Он записал мой телефон и обещал позвонить, когда все закончится. Мне не разрешили остаться в палате с Медведем. С теми, кого любишь, надо быть рядом до конца, но оказалось, что сидеть около умирающего можно только в кино про другую жизнь. Ту, где для крайне тяжелых и умирающих больных есть отдельные палаты. Где уважают смерть человека, потому что уважают жизнь.

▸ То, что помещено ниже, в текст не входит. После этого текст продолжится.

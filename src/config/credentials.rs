use std::env;

use crate::error::{M2mError, Result};
use crate::utils::constants::{
    ENV_CLIENT_ID, ENV_CLIENT_SECRET, ENV_SERVICE_AUDIENCE_SUFFIX, ENV_SERVICE_URL_SUFFIX,
    ENV_TOKEN_ENDPOINT,
};

/// Identity and endpoints a client authenticates with. Fixed for the client's lifetime.
#[derive(Clone, PartialEq, Eq)]
pub struct Credentials {
    pub client_id: String,
    pub client_secret: String,
    pub audience: String,
    pub auth_base_url: String,
    pub base_url: String,
}

impl std::fmt::Debug for Credentials {
    fn fmt(&self, f: &mut std::fmt::Formatter<'_>) -> std::fmt::Result {
        f.debug_struct("Credentials")
            .field("client_id", &self.client_id)
            .field("client_secret", &"***")
            .field("audience", &self.audience)
            .field("auth_base_url", &self.auth_base_url)
            .field("base_url", &self.base_url)
            .finish()
    }
}

/// Explicitly supplied credential values. Anything left `None` falls back to the
/// environment of the named service.
#[derive(Debug, Clone, Default)]
pub struct CredentialOverrides {
    pub client_id: Option<String>,
    pub client_secret: Option<String>,
    pub audience: Option<String>,
    pub auth_base_url: Option<String>,
    pub base_url: Option<String>,
}

impl CredentialOverrides {
    fn is_complete(&self) -> bool {
        [
            &self.client_id,
            &self.client_secret,
            &self.audience,
            &self.auth_base_url,
            &self.base_url,
        ]
        .iter()
        .all(|value| value.as_deref().is_some_and(|v| !v.is_empty()))
    }
}

impl Credentials {
    /// Resolve credentials for `service` (upper-cased for the environment lookups).
    ///
    /// Without a service name every override must be present.
    pub fn resolve(service: Option<&str>, overrides: CredentialOverrides) -> Result<Self> {
        let service = match service.filter(|s| !s.is_empty()) {
            Some(service) => service.to_uppercase(),
            None if overrides.is_complete() => String::new(),
            None => {
                return Err(M2mError::Configuration(
                    "if service is not provided, all of client_id, client_secret, auth_base_url, audience and base_url must be provided".to_owned(),
                ))
            }
        };

        Ok(Self {
            client_id: explicit_or_env(overrides.client_id, ENV_CLIENT_ID)?,
            client_secret: explicit_or_env(overrides.client_secret, ENV_CLIENT_SECRET)?,
            auth_base_url: explicit_or_env(overrides.auth_base_url, ENV_TOKEN_ENDPOINT)?,
            audience: explicit_or_env(
                overrides.audience,
                &format!("{}{}", service, ENV_SERVICE_AUDIENCE_SUFFIX),
            )?,
            base_url: explicit_or_env(
                overrides.base_url,
                &format!("{}{}", service, ENV_SERVICE_URL_SUFFIX),
            )?,
        })
    }

    /// Key the token is cached under: `client_id` immediately followed by `audience`.
    pub fn cache_key(&self) -> String {
        format!("{}{}", self.client_id, self.audience)
    }
}

fn explicit_or_env(explicit: Option<String>, var: &str) -> Result<String> {
    if let Some(value) = explicit.filter(|v| !v.is_empty()) {
        return Ok(value);
    }
    env::var(var)
        .ok()
        .filter(|v| !v.is_empty())
        .ok_or_else(|| M2mError::Configuration(format!("environment variable {} is not set", var)))
}

#[cfg(test)]
mod tests {
    use super::*;
    use serial_test::serial;

    fn full_overrides() -> CredentialOverrides {
        CredentialOverrides {
            client_id: Some("id".into()),
            client_secret: Some("secret".into()),
            audience: Some("https://api.example.com".into()),
            auth_base_url: Some("https://auth.example.com/oauth/token".into()),
            base_url: Some("https://api.example.com".into()),
        }
    }

    #[test]
    fn explicit_credentials_need_no_service() {
        let creds = Credentials::resolve(None, full_overrides()).unwrap();
        assert_eq!(creds.cache_key(), "idhttps://api.example.com");
    }

    #[test]
    fn partial_credentials_without_service_fail() {
        let mut overrides = full_overrides();
        overrides.base_url = None;
        let err = Credentials::resolve(None, overrides).unwrap_err();
        assert!(matches!(err, M2mError::Configuration(_)));
    }

    #[test]
    #[serial]
    fn service_name_is_upper_cased_for_env_lookup() {
        std::env::set_var(ENV_CLIENT_ID, "env-id");
        std::env::set_var(ENV_CLIENT_SECRET, "env-secret");
        std::env::set_var(ENV_TOKEN_ENDPOINT, "https://auth.example.com/oauth/token");
        std::env::set_var("BILLING_AUDIENCE", "https://billing.example.com");
        std::env::set_var("BILLING_URL", "https://billing.example.com/api");

        let overrides = CredentialOverrides { client_id: Some("explicit-id".into()), ..Default::default() };
        let creds = Credentials::resolve(Some("billing"), overrides).unwrap();

        assert_eq!(creds.client_id, "explicit-id");
        assert_eq!(creds.client_secret, "env-secret");
        assert_eq!(creds.audience, "https://billing.example.com");
        assert_eq!(creds.base_url, "https://billing.example.com/api");

        std::env::remove_var("BILLING_AUDIENCE");
        std::env::remove_var("BILLING_URL");
    }

    #[test]
    #[serial]
    fn missing_env_fallback_names_the_variable() {
        std::env::set_var(ENV_CLIENT_ID, "env-id");
        std::env::set_var(ENV_CLIENT_SECRET, "env-secret");
        std::env::set_var(ENV_TOKEN_ENDPOINT, "https://auth.example.com/oauth/token");
        std::env::remove_var("NOWHERE_AUDIENCE");

        let err = Credentials::resolve(Some("nowhere"), CredentialOverrides::default()).unwrap_err();
        assert!(err.to_string().contains("NOWHERE_AUDIENCE"));
    }

    #[test]
    fn debug_hides_the_secret() {
        let creds = Credentials::resolve(None, full_overrides()).unwrap();
        assert!(!format!("{:?}", creds).contains("secret\""));
    }
}
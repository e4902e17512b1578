use crate::core::config::AppConfig;
use anyhow::{Context, Result};
use std::path::{Path, PathBuf};

const EXAMPLE_CONFIG: &str = include_str!("../../docs/example_config.yaml");

/// Creates a default configuration file with example content at the default location
pub fn setup() -> Result<PathBuf> {
    let path = AppConfig::default_config_path()?;
    setup_at_path(&path)?;
    Ok(path)
}

/// Creates a default configuration file with example content at the specified path
pub fn setup_at_path<P: AsRef<Path>>(path: P) -> Result<()> {
    let path = path.as_ref();

    if path.exists() {
        anyhow::bail!("Configuration file already exists at {}", path.display());
    }

    if let Some(parent) = path.parent() {
        std::fs::create_dir_all(parent)
            .with_context(|| format!("Failed to create directory: {}", parent.display()))?;
    }

    std::fs::write(path, EXAMPLE_CONFIG)
        .with_context(|| format!("Failed to write config file to {}", path.display()))?;

    tracing::info!("Created default configuration at {}", path.display());
    Ok(())
}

Я попросила врача собрать стоявшие возле кровати иконы и фотографии, чтобы они не валялись потом в реанимации, а когда Медведь будет умирать – совсем умирать, – сказать ему за меня, что я очень его люблю. В ответ он неопределенно и печально еще раз хлюпнул носом, и было понятно, что об этом его часто просят родственники крайне тяжелых больных, а он врач, разве его это дело – шептать слова любви покойникам.
Ждать в коридоре, зная, что Медведь умирает в двух шагах за стеной, но к нему больше не пустят, было невыносимо. Поехала домой. Зашла в пустую комнату. Села на кровать. Кругом так и не убранные новогодние гирлянды и елка.
С полки на меня смотрели две смешные коричневые зверюги китайского происхождения. Как часто бывает, определить, кто это, не представлялось возможным: не то мишки, не то мышки. Я подарила их Медведю на День всех влюбленных, когда мы познакомились.
Эти зверьки были связаны одной нитью, и когда их оттягивали друг от друга, один произносил писклявым женским голосом: «Я люблю тебя!» – на что другой отзывался басом: «И я люблю тебя!». Потом резинка вновь соединяла их.
Когда мы ссорились – неизменно по моему почину, для желанной остроты чувств, – я все время воображала в пылу придуманных обид: вот когда совсем разойдемся, я демонстративно, у него на глазах возьму ножницы и разрежу эту соединяющую нить. Это будет символом нашего полного расставания.
Не то мишки, не то мышки давно перестали разговаривать, нить-резинка между ними растянулась, но по-прежнему была цела, и они висели на отдалении друг от друга. Они были не рядом, но и не врозь, связанные одной нитью. И не будет больше поводов разрезать ее.